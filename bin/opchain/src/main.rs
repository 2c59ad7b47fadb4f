//! opchain deploys OP Stack superchains and their chains from a declarative intent.

mod cli;

use alloy_core::primitives::{B256, U256};
use anyhow::{Context, Result};
use clap::Parser;
use comfy_table::Table;

use cli::{BootstrapArgs, BootstrapTarget, Cli, Command, ConnectionArgs, InitArgs, Settings};
use opchain_deploy::{
    HttpArtifactSource, Intent, LiveSession, OutputSink, StandardConfig, Workdir, apply_pipeline,
    bootstrap::{self, DeploymentRecord, DisputeGameTarget},
    intent::{DisputeGameIntent, SuperchainRoles},
    procedures::{
        DEV_RELEASE, DeployDelayedWETH, DeployDisputeGame, DeployImplementations, DeploySuperchain,
    },
    script::Procedure,
    standard,
};

#[tokio::main]
async fn main() -> Result<()> {
    let cli = Cli::parse();

    // Initialize the logger.
    tracing_subscriber::fmt()
        .with_max_level(cli.verbosity)
        .init();

    let workdir = Workdir::new(cli.workdir.clone());
    match cli.command {
        Command::Init(args) => init(workdir, args),
        Command::Apply { connection, output } => {
            let settings = Settings::load(&cli.config)?;
            apply(&workdir, &settings, &connection, output).await
        }
        Command::Inspect => inspect(&workdir),
        Command::Bootstrap(args) => {
            let settings = Settings::load(&cli.config)?;
            run_bootstrap(&settings, args).await
        }
    }
}

fn init(workdir: Workdir, args: InitArgs) -> Result<()> {
    let workdir = Workdir::create(workdir.root())?;
    let _lock = workdir.lock()?;
    if workdir.intent_path().exists() && !args.force {
        anyhow::bail!(
            "{} already exists, pass --force to replace it",
            workdir.intent_path().display()
        );
    }

    let mut intent = Intent::template(args.l1_chain_id, &args.l2_chain_ids, args.owner);
    intent.deployment_strategy = args.strategy;
    let standard = StandardConfig::load()?;
    intent
        .check(&standard)
        .context("generated intent is invalid")?;

    workdir.write_intent(&intent)
}

async fn apply(
    workdir: &Workdir,
    settings: &Settings,
    connection: &ConnectionArgs,
    output: Option<OutputSink>,
) -> Result<()> {
    let _lock = workdir.lock()?;
    let intent = workdir.read_intent()?;
    let mut state = workdir.read_state()?;

    let standard = StandardConfig::load()?;
    let options = connection.options(settings)?;
    let source = HttpArtifactSource::new(&standard, connection.cache_dir(settings))?;
    let store = workdir.state_store();

    let mut interrupted = false;
    tokio::select! {
        result = apply_pipeline(&options, &standard, &source, &intent, &mut state, &store) => {
            let report = result?;
            if report.is_noop() {
                tracing::info!("Deployment already matches the intent");
            } else {
                tracing::info!(
                    stages = report.executed.len(),
                    transactions = report.transactions,
                    "Deployment updated"
                );
            }
        }
        _ = tokio::signal::ctrl_c() => {
            tracing::warn!(
                path = %workdir.state_path().display(),
                "Interrupted, the state holds every stage committed so far"
            );
            interrupted = true;
        }
    }

    if let Some(output) = output {
        output.write_json(&state)?;
    }
    if interrupted {
        anyhow::bail!("apply was interrupted");
    }
    Ok(())
}

fn inspect(workdir: &Workdir) -> Result<()> {
    let state = workdir.read_state()?;
    if state.superchain_deployment.is_none() && state.op_chain_deployments.is_empty() {
        tracing::info!(path = %workdir.state_path().display(), "Nothing deployed yet");
        return Ok(());
    }

    let mut table = Table::new();
    table.set_header(vec!["Chain", "Contract", "Address"]);

    if let Some(superchain) = &state.superchain_deployment {
        for (name, address) in [
            ("ProxyAdmin", superchain.proxy_admin_address),
            (
                "SuperchainConfigProxy",
                superchain.superchain_config_proxy_address,
            ),
            (
                "ProtocolVersionsProxy",
                superchain.protocol_versions_proxy_address,
            ),
        ] {
            table.add_row(vec![
                "superchain".to_string(),
                name.to_string(),
                address.to_string(),
            ]);
        }
    }
    if let Some(implementations) = &state.implementations_deployment {
        table.add_row(vec![
            "superchain".to_string(),
            "OPContractsManager".to_string(),
            implementations.opcm_address.to_string(),
        ]);
    }

    for chain in &state.op_chain_deployments {
        let label = chain_label(chain.id);
        for (name, address) in chain.addresses() {
            if !address.is_zero() {
                table.add_row(vec![label.clone(), name.to_string(), address.to_string()]);
            }
        }
        for game in &chain.additional_dispute_games {
            table.add_row(vec![
                label.clone(),
                format!("{} (type {})", game.game_kind, game.game_type),
                game.game_address.to_string(),
            ]);
        }
    }

    println!("{table}");
    Ok(())
}

fn chain_label(id: B256) -> String {
    U256::from_be_bytes(id.0).to_string()
}

async fn run_bootstrap(settings: &Settings, args: BootstrapArgs) -> Result<()> {
    let standard = StandardConfig::load()?;
    let options = args.connection.options(settings)?;
    let source = HttpArtifactSource::new(&standard, args.connection.cache_dir(settings))?;
    let release = args
        .artifacts_locator
        .tag()
        .unwrap_or(DEV_RELEASE)
        .to_string();

    let mut session =
        LiveSession::connect(&options, &standard, &source, &args.artifacts_locator).await?;
    let result = bootstrap_target(&mut session, &standard, &release, args.target, &args.output).await;
    session.close();
    result
}

async fn bootstrap_target(
    session: &mut LiveSession<'_>,
    standard: &StandardConfig,
    release: &str,
    target: BootstrapTarget,
    output: &OutputSink,
) -> Result<()> {
    let l1_chain_id = session.l1_chain_id();
    match target {
        BootstrapTarget::Superchain {
            proxy_admin_owner,
            protocol_versions_owner,
            guardian,
            paused,
        } => {
            let roles = SuperchainRoles {
                proxy_admin_owner,
                protocol_versions_owner,
                guardian,
            };
            let input = bootstrap::superchain_input(&roles, paused);
            deploy::<DeploySuperchain>(session, &input, output).await
        }
        BootstrapTarget::Implementations { salt, use_interop } => {
            let salt = salt.unwrap_or_else(|| B256::from(rand::random::<[u8; 32]>()));
            let input =
                bootstrap::implementations_input(standard, l1_chain_id, release, salt, use_interop)?;
            deploy::<DeployImplementations>(session, &input, output).await
        }
        BootstrapTarget::DelayedWeth { proxy_admin, owner } => {
            let input =
                bootstrap::delayed_weth_input(standard, l1_chain_id, release, proxy_admin, owner)?;
            deploy::<DeployDelayedWETH>(session, &input, output).await
        }
        BootstrapTarget::DisputeGame {
            delayed_weth_proxy,
            anchor_state_registry_proxy,
            l2_chain_id,
            proposer,
            challenger,
            game_kind,
            game_type,
            absolute_prestate,
        } => {
            let game = DisputeGameIntent {
                game_kind,
                game_type,
                absolute_prestate: absolute_prestate
                    .unwrap_or(standard::DISPUTE_ABSOLUTE_PRESTATE),
                ..Default::default()
            };
            let target = DisputeGameTarget {
                delayed_weth_proxy,
                anchor_state_registry_proxy,
                l2_chain_id,
                proposer,
                challenger,
            };
            let input =
                bootstrap::dispute_game_input(standard, l1_chain_id, release, &game, target)?;
            deploy::<DeployDisputeGame>(session, &input, output).await
        }
    }
}

async fn deploy<P: Procedure>(
    session: &mut LiveSession<'_>,
    input: &P::Input,
    output: &OutputSink,
) -> Result<()> {
    tracing::info!(procedure = P::NAME, "Deploying");
    let deployed = bootstrap::run::<P, _, _, _>(&mut session.pipeline, input).await?;
    let record = DeploymentRecord::new::<P>(session.l1_chain_id(), deployed);
    output.write_json(&record)?;
    tracing::info!(procedure = P::NAME, destination = %output, "Deployment record written");
    Ok(())
}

> _WHAT YOU ARE ASKED TO DO_
Word for word, every record must be given again.

> _ANSWER TO THE PROBLEM_
filename bin/opchain/src/main.rs
repository 2c59ad7b47fadb4f
//! opchain deploys OP Stack superchains and their chains from a declarative intent.

mod cli;

use alloy_core::primitives::{B256, U256};
use anyhow::{Context, Result};
use clap::Parser;
use comfy_table::Table;

use cli::{BootstrapArgs, BootstrapTarget, Cli, Command, ConnectionArgs, InitArgs, Settings};
use opchain_deploy::{
    HttpArtifactSource, Intent, LiveSession, OutputSink, StandardConfig, Workdir, apply_pipeline,
    bootstrap::{self, DeploymentRecord, DisputeGameTarget},
    intent::{DisputeGameIntent, SuperchainRoles},
    procedures::{
        DEV_RELEASE, DeployDelayedWETH, DeployDisputeGame, DeployImplementations, DeploySuperchain,
    },
    script::Procedure,
    standard,
};

#[tokio::main]
async fn main() -> Result<()> {
    let cli = Cli::parse();

    // Initialize the logger.
    tracing_subscriber::fmt()
        .with_max_level(cli.verbosity)
        .init();

    let workdir = Workdir::new(cli.workdir.clone());
    match cli.command {
        Command::Init(args) => init(workdir, args),
        Command::Apply { connection, output } => {
            let settings = Settings::load(&cli.config)?;
            apply(&workdir, &settings, &connection, output).await
        }
        Command::Inspect => inspect(&workdir),
        Command::Bootstrap(args) => {
            let settings = Settings::load(&cli.config)?;
            run_bootstrap(&settings, args).await
        }
    }
}

fn init(workdir: Workdir, args: InitArgs) -> Result<()> {
    let workdir = Workdir::create(workdir.root())?;
    let _lock = workdir.lock()?;
    if workdir.intent_path().exists() && !args.force {
        anyhow::bail!(
            "{} already exists, pass --force to replace it",
            workdir.intent_path().display()
        );
    }

    let mut intent = Intent::template(args.l1_chain_id, &args.l2_chain_ids, args.owner);
    intent.deployment_strategy = args.strategy;
    let standard = StandardConfig::load()?;
    intent
        .check(&standard)
        .context("generated intent is invalid")?;

    workdir.write_intent(&intent)
}

async fn apply(
    workdir: &Workdir,
    settings: &Settings,
    connection: &ConnectionArgs,
    output: Option<OutputSink>,
) -> Result<()> {
    let _lock = workdir.lock()?;
    let intent = workdir.read_intent()?;
    let mut state = workdir.read_state()?;

    let standard = StandardConfig::load()?;
    let options = connection.options(settings)?;
    let source = HttpArtifactSource::new(&standard, connection.cache_dir(settings))?;
    let store = workdir.state_store();

    let mut interrupted = false;
    tokio::select! {
        result = apply_pipeline(&options, &standard, &source, &intent, &mut state, &store) => {
            let report = result?;
            if report.is_noop() {
                tracing::info!("Deployment already matches the intent");
            } else {
                tracing::info!(
                    stages = report.executed.len(),
                    transactions = report.transactions,
                    "Deployment updated"
                );
            }
        }
        _ = tokio::signal::ctrl_c() => {
            tracing::warn!(
                path = %workdir.state_path().display(),
                "Interrupted, the state holds every stage committed so far"
            );
            interrupted = true;
        }
    }

    if let Some(output) = output {
        output.write_json(&state)?;
    }
    if interrupted {
        anyhow::bail!("apply was interrupted");
    }
    Ok(())
}

fn inspect(workdir: &Workdir) -> Result<()> {
    let state = workdir.read_state()?;
    if state.superchain_deployment.is_none() && state.op_chain_deployments.is_empty() {
        tracing::info!(path = %workdir.state_path().display(), "Nothing deployed yet");
        return Ok(());
    }

    let mut table = Table::new();
    table.set_header(vec!["Chain", "Contract", "Address"]);

    if let Some(superchain) = &state.superchain_deployment {
        for (name, address) in [
            ("ProxyAdmin", superchain.proxy_admin_address),
            (
                "SuperchainConfigProxy",
                superchain.superchain_config_proxy_address,
            ),
            (
                "ProtocolVersionsProxy",
                superchain.protocol_versions_proxy_address,
            ),
        ] {
            table.add_row(vec![
                "superchain".to_string(),
                name.to_string(),
                address.to_string(),
            ]);
        }
    }
    if let Some(implementations) = &state.implementations_deployment {
        table.add_row(vec![
            "superchain".to_string(),
            "OPContractsManager".to_string(),
            implementations.opcm_address.to_string(),
        ]);
    }

    for chain in &state.op_chain_deployments {
        let label = chain_label(chain.id);
        for (name, address) in chain.addresses() {
            if !address.is_zero() {
                table.add_row(vec![label.clone(), name.to_string(), address.to_string()]);
            }
        }
        for game in &chain.additional_dispute_games {
            table.add_row(vec![
                label.clone(),
                format!("{} (type {})", game.game_kind, game.game_type),
                game.game_address.to_string(),
            ]);
        }
    }

    println!("{table}");
    Ok(())
}

fn chain_label(id: B256) -> String {
    U256::from_be_bytes(id.0).to_string()
}

async fn run_bootstrap(settings: &Settings, args: BootstrapArgs) -> Result<()> {
    let standard = StandardConfig::load()?;
    let options = args.connection.options(settings)?;
    let source = HttpArtifactSource::new(&standard, args.connection.cache_dir(settings))?;
    let release = args
        .artifacts_locator
        .tag()
        .unwrap_or(DEV_RELEASE)
        .to_string();

    let mut session =
        LiveSession::connect(&options, &standard, &source, &args.artifacts_locator).await?;
    let result = bootstrap_target(&mut session, &standard, &release, args.target, &args.output).await;
    session.close();
    result
}

async fn bootstrap_target(
    session: &mut LiveSession<'_>,
    standard: &StandardConfig,
    release: &str,
    target: BootstrapTarget,
    output: &OutputSink,
) -> Result<()> {
    let l1_chain_id = session.l1_chain_id();
    match target {
        BootstrapTarget::Superchain {
            proxy_admin_owner,
            protocol_versions_owner,
            guardian,
            paused,
        } => {
            let roles = SuperchainRoles {
                proxy_admin_owner,
                protocol_versions_owner,
                guardian,
            };
            let input = bootstrap::superchain_input(&roles, paused);
            deploy::<DeploySuperchain>(session, &input, output).await
        }
        BootstrapTarget::Implementations { salt, use_interop } => {
            let salt = salt.unwrap_or_else(|| B256::from(rand::random::<[u8; 32]>()));
            let input =
                bootstrap::implementations_input(standard, l1_chain_id, release, salt, use_interop)?;
            deploy::<DeployImplementations>(session, &input, output).await
        }
        BootstrapTarget::DelayedWeth { proxy_admin, owner } => {
            let input =
                bootstrap::delayed_weth_input(standard, l1_chain_id, release, proxy_admin, owner)?;
            deploy::<DeployDelayedWETH>(session, &input, output).await
        }
        BootstrapTarget::DisputeGame {
            delayed_weth_proxy,
            anchor_state_registry_proxy,
            l2_chain_id,
            proposer,
            challenger,
            game_kind,
            game_type,
            absolute_prestate,
        } => {
            let game = DisputeGameIntent {
                game_kind,
                game_type,
                absolute_prestate: absolute_prestate
                    .unwrap_or(standard::DISPUTE_ABSOLUTE_PRESTATE),
                ..Default::default()
            };
            let target = DisputeGameTarget {
                delayed_weth_proxy,
                anchor_state_registry_proxy,
                l2_chain_id,
                proposer,
                challenger,
            };
            let input =
                bootstrap::dispute_game_input(standard, l1_chain_id, release, &game, target)?;
            deploy::<DeployDisputeGame>(session, &input, output).await
        }
    }
}

async fn deploy<P: Procedure>(
    session: &mut LiveSession<'_>,
    input: &P::Input,
    output: &OutputSink,
) -> Result<()> {
    tracing::info!(procedure = P::NAME, "Deploying");
    let deployed = bootstrap::run::<P, _, _, _>(&mut session.pipeline, input).await?;
    let record = DeploymentRecord::new::<P>(session.l1_chain_id(), deployed);
    output.write_json(&record)?;
    tracing::info!(procedure = P::NAME, destination = %output, "Deployment record written");
    Ok(())
}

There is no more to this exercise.